● PROBLEM TO WORK ON:
Check every line of the data and copy the ones where "await" appears.

● Collected data entries:
-----

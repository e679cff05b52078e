//! Retry, circuit-breaker and pacing discipline for outbound calls
//!
//! One [`RateLimitedClient`] exists per external dependency (search, page
//! fetch, completion) for the whole run, so strike counters are shared by all
//! callers of that dependency.

mod breaker;
mod pacing;

pub use breaker::{CircuitBreaker, RateBudget, DEFAULT_MAX_STRIKES};
pub use pacing::{pacing_delay_secs, ApproximateTokenizer, Cl100kTokenizer, TokenPacer, Tokenizer};

use std::future::Future;
use std::time::Duration;

use crate::providers::CompletionProvider;
use crate::Result;

/// Backoff before the single retry of a search or fetch
pub const WEB_BACKOFF: Duration = Duration::from_secs(2);

/// Backoff before the single retry of a completion call
pub const COMPLETION_BACKOFF: Duration = Duration::from_secs(60);

/// Wrapper enforcing retry-once, a consecutive-failure breaker and optional
/// token pacing around any outbound call
#[derive(Debug)]
pub struct RateLimitedClient {
    breaker: CircuitBreaker,
    backoff: Duration,
    pacer: Option<TokenPacer>,
}

impl RateLimitedClient {
    pub fn new(name: impl Into<String>, backoff: Duration, max_strikes: u32) -> Self {
        Self {
            breaker: CircuitBreaker::new(name, max_strikes),
            backoff,
            pacer: None,
        }
    }

    /// Enable token-budget pacing (completion clients)
    pub fn with_pacer(mut self, pacer: TokenPacer) -> Self {
        self.pacer = Some(pacer);
        self
    }

    pub fn name(&self) -> &str {
        self.breaker.name()
    }

    pub fn budget(&self) -> RateBudget {
        self.breaker.budget()
    }

    /// Run `op`, retrying once after the backoff on a non-fatal failure
    ///
    /// A call whose retry also fails is one strike. The call that pushes the
    /// streak past the threshold returns `CircuitOpen` instead of its error.
    pub async fn call<T, F, Fut>(&self, mut op: F) -> Result<T>
    where
        F: FnMut() -> Fut,
        Fut: Future<Output = Result<T>>,
    {
        self.breaker.check()?;

        let err = match op().await {
            Ok(value) => {
                self.breaker.record_success();
                return Ok(value);
            }
            Err(e) if e.is_fatal() => return Err(e),
            Err(e) => e,
        };

        log::warn!(
            "{} call failed ({}), retrying in {:.0?}",
            self.name(),
            err,
            self.backoff
        );
        tokio::time::sleep(self.backoff).await;

        match op().await {
            Ok(value) => {
                self.breaker.record_success();
                Ok(value)
            }
            Err(e) if e.is_fatal() => Err(e),
            Err(e) => {
                self.breaker.record_failure()?;
                Err(e)
            }
        }
    }

    /// One completion call with retry, then the pacing delay for its prompt
    pub async fn complete(&self, provider: &dyn CompletionProvider, prompt: &str) -> Result<String> {
        let result = self.call(|| provider.complete(prompt)).await;

        // no pacing once the breaker has opened
        let fatal = matches!(&result, Err(e) if e.is_fatal());
        if let Some(pacer) = self.pacer.as_ref().filter(|_| !fatal) {
            let (tokens, delay) = pacer.delay_for(prompt);
            log::info!(
                "Estimated tokens: {}, applying delay of {:.2} seconds",
                tokens,
                delay.as_secs_f64()
            );
            tokio::time::sleep(delay).await;
        }

        result.map(|text| text.trim().to_string())
    }
}
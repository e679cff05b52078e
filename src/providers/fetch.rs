use async_trait::async_trait;
use reqwest::Client;
use std::time::Duration;

use super::{extract_visible_text, PageFetcher};
use crate::error::{KgqaError, Result};

/// Per-page timeout used when none is configured
pub const DEFAULT_FETCH_TIMEOUT: Duration = Duration::from_secs(5);

pub(crate) const USER_AGENT: &str = concat!("kgqa/", env!("CARGO_PKG_VERSION"));

/// Plain HTTP GET + visible-text extraction
pub struct HttpPageFetcher {
    client: Client,
}

impl HttpPageFetcher {
    pub fn new(timeout: Duration) -> Result<Self> {
        let client = Client::builder()
            .timeout(timeout)
            .user_agent(USER_AGENT)
            .build()
            .map_err(|e| KgqaError::Config(format!("Failed to build HTTP client: {}", e)))?;
        Ok(Self { client })
    }
}

#[async_trait]
impl PageFetcher for HttpPageFetcher {
    async fn fetch_text(&self, url: &str) -> Result<Option<String>> {
        let response = self
            .client
            .get(url)
            .send()
            .await
            .map_err(|e| KgqaError::Network(format!("GET {} failed: {}", url, e)))?;

        let status = response.status();
        if !status.is_success() {
            log::debug!("GET {} returned {}", url, status);
            return Ok(None);
        }

        let body = response
            .text()
            .await
            .map_err(|e| KgqaError::Network(format!("Failed to read {}: {}", url, e)))?;

        let text = extract_visible_text(&body);
        Ok((!text.is_empty()).then_some(text))
    }
}
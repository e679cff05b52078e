use async_trait::async_trait;
use reqwest::Client;
use serde::{Deserialize, Serialize};
use std::time::Duration;

use super::CompletionProvider;
use crate::error::{KgqaError, Result};

/// Default OpenAI-compatible endpoint (Mistral La Plateforme)
pub const DEFAULT_COMPLETION_ENDPOINT: &str = "https://api.mistral.ai/v1";

/// Default chat model
pub const DEFAULT_COMPLETION_MODEL: &str = "mistral-large-latest";

/// Request structure for the chat completions API
#[derive(Serialize)]
struct ChatRequest<'a> {
    model: &'a str,
    messages: Vec<ChatMessage<'a>>,
}

#[derive(Serialize)]
struct ChatMessage<'a> {
    role: &'a str,
    content: &'a str,
}

/// Response structure from the chat completions API
#[derive(Deserialize)]
struct ChatResponse {
    choices: Vec<ChatChoice>,
}

#[derive(Deserialize)]
struct ChatChoice {
    message: ChatChoiceMessage,
}

#[derive(Deserialize)]
struct ChatChoiceMessage {
    #[serde(default)]
    content: Option<String>,
}

/// Chat completions client for OpenAI-compatible APIs
///
/// Sends the prompt as a single user message. Retry and pacing live in
/// [`crate::client::RateLimitedClient`], not here.
pub struct ChatCompletionClient {
    client: Client,
    endpoint: String,
    api_key: String,
    model: String,
}

impl ChatCompletionClient {
    /// Create a new completion client
    ///
    /// # Arguments
    ///
    /// * `endpoint` - API base URL, without the `/chat/completions` suffix
    /// * `api_key` - Bearer token
    /// * `model` - Model name (e.g., "mistral-large-latest")
    /// * `timeout` - Per-request timeout
    pub fn new(endpoint: impl Into<String>, api_key: String, model: String, timeout: Duration) -> Result<Self> {
        let client = Client::builder()
            .timeout(timeout)
            .build()
            .map_err(|e| KgqaError::Config(format!("Failed to build HTTP client: {}", e)))?;

        Ok(Self {
            client,
            endpoint: endpoint.into().trim_end_matches('/').to_string(),
            api_key,
            model,
        })
    }

    pub fn model(&self) -> &str {
        &self.model
    }
}

#[async_trait]
impl CompletionProvider for ChatCompletionClient {
    async fn complete(&self, prompt: &str) -> Result<String> {
        let request = ChatRequest {
            model: &self.model,
            messages: vec![ChatMessage {
                role: "user",
                content: prompt,
            }],
        };

        let start = std::time::Instant::now();
        let response = self
            .client
            .post(format!("{}/chat/completions", self.endpoint))
            .header("Authorization", format!("Bearer {}", self.api_key))
            .json(&request)
            .send()
            .await
            .map_err(|e| KgqaError::Completion(format!("Network error: {}", e)))?;

        let status = response.status();

        if !status.is_success() {
            let body = response
                .text()
                .await
                .unwrap_or_else(|_| "Unable to read error response".to_string());

            return Err(KgqaError::Completion(format!("API error {}: {}", status, body)));
        }

        let result: ChatResponse = response
            .json()
            .await
            .map_err(|e| KgqaError::Completion(format!("Failed to parse response: {}", e)))?;

        log::debug!("Completion call took {:?}", start.elapsed());

        result
            .choices
            .into_iter()
            .next()
            .and_then(|choice| choice.message.content)
            .ok_or_else(|| KgqaError::Completion("Empty response from completion API".to_string()))
    }
}
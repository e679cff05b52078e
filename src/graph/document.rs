//! Serde model of the input graph document
//!
//! Accepts the Hetionet JSON export: numeric or string identifiers, and edge
//! endpoints written either as a bare identifier or a `[kind, identifier]` pair.

use serde::Deserialize;
use serde_json::Value;

use super::NodeData;
use crate::{KgqaError, Result};

/// Top-level document: `{ "nodes": [...], "edges": [...] }`
#[derive(Debug, Clone, Default, Deserialize)]
pub struct GraphDocument {
    #[serde(default)]
    pub nodes: Vec<RawNode>,
    #[serde(default)]
    pub edges: Vec<RawEdge>,
}

/// Node as written in the document, before validation
#[derive(Debug, Clone, Deserialize)]
pub struct RawNode {
    #[serde(default)]
    pub identifier: Option<Value>,
    #[serde(default)]
    pub kind: String,
    #[serde(default)]
    pub name: String,
    #[serde(default, alias = "attributes")]
    pub data: NodeData,
}

/// Edge as written in the document, before validation
#[derive(Debug, Clone, Deserialize)]
pub struct RawEdge {
    pub source_id: Value,
    pub target_id: Value,
    #[serde(default)]
    pub kind: String,
}

impl GraphDocument {
    pub fn from_json(json: &str) -> Result<Self> {
        Ok(serde_json::from_str(json)?)
    }
}

/// Normalise an identifier value to its string form
pub(crate) fn identifier_to_string(value: &Value) -> Option<String> {
    match value {
        Value::String(s) if !s.is_empty() => Some(s.clone()),
        Value::Number(n) => Some(n.to_string()),
        _ => None,
    }
}

/// Resolve an edge endpoint: bare identifier or `[kind, identifier]`
pub(crate) fn endpoint_to_string(value: &Value) -> Result<String> {
    let id = match value {
        Value::Array(parts) => parts.last().and_then(identifier_to_string),
        other => identifier_to_string(other),
    };
    id.ok_or_else(|| KgqaError::GraphLoad(format!("invalid edge endpoint: {}", value)))
}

-----

● RESULT FOR THIS EXERCISE:
        let err = match op().await {
        tokio::time::sleep(self.backoff).await;
        match op().await {
        let result = self.call(|| provider.complete(prompt)).await;
            tokio::time::sleep(delay).await;
            .await
            .await
            .await
                .await
            .await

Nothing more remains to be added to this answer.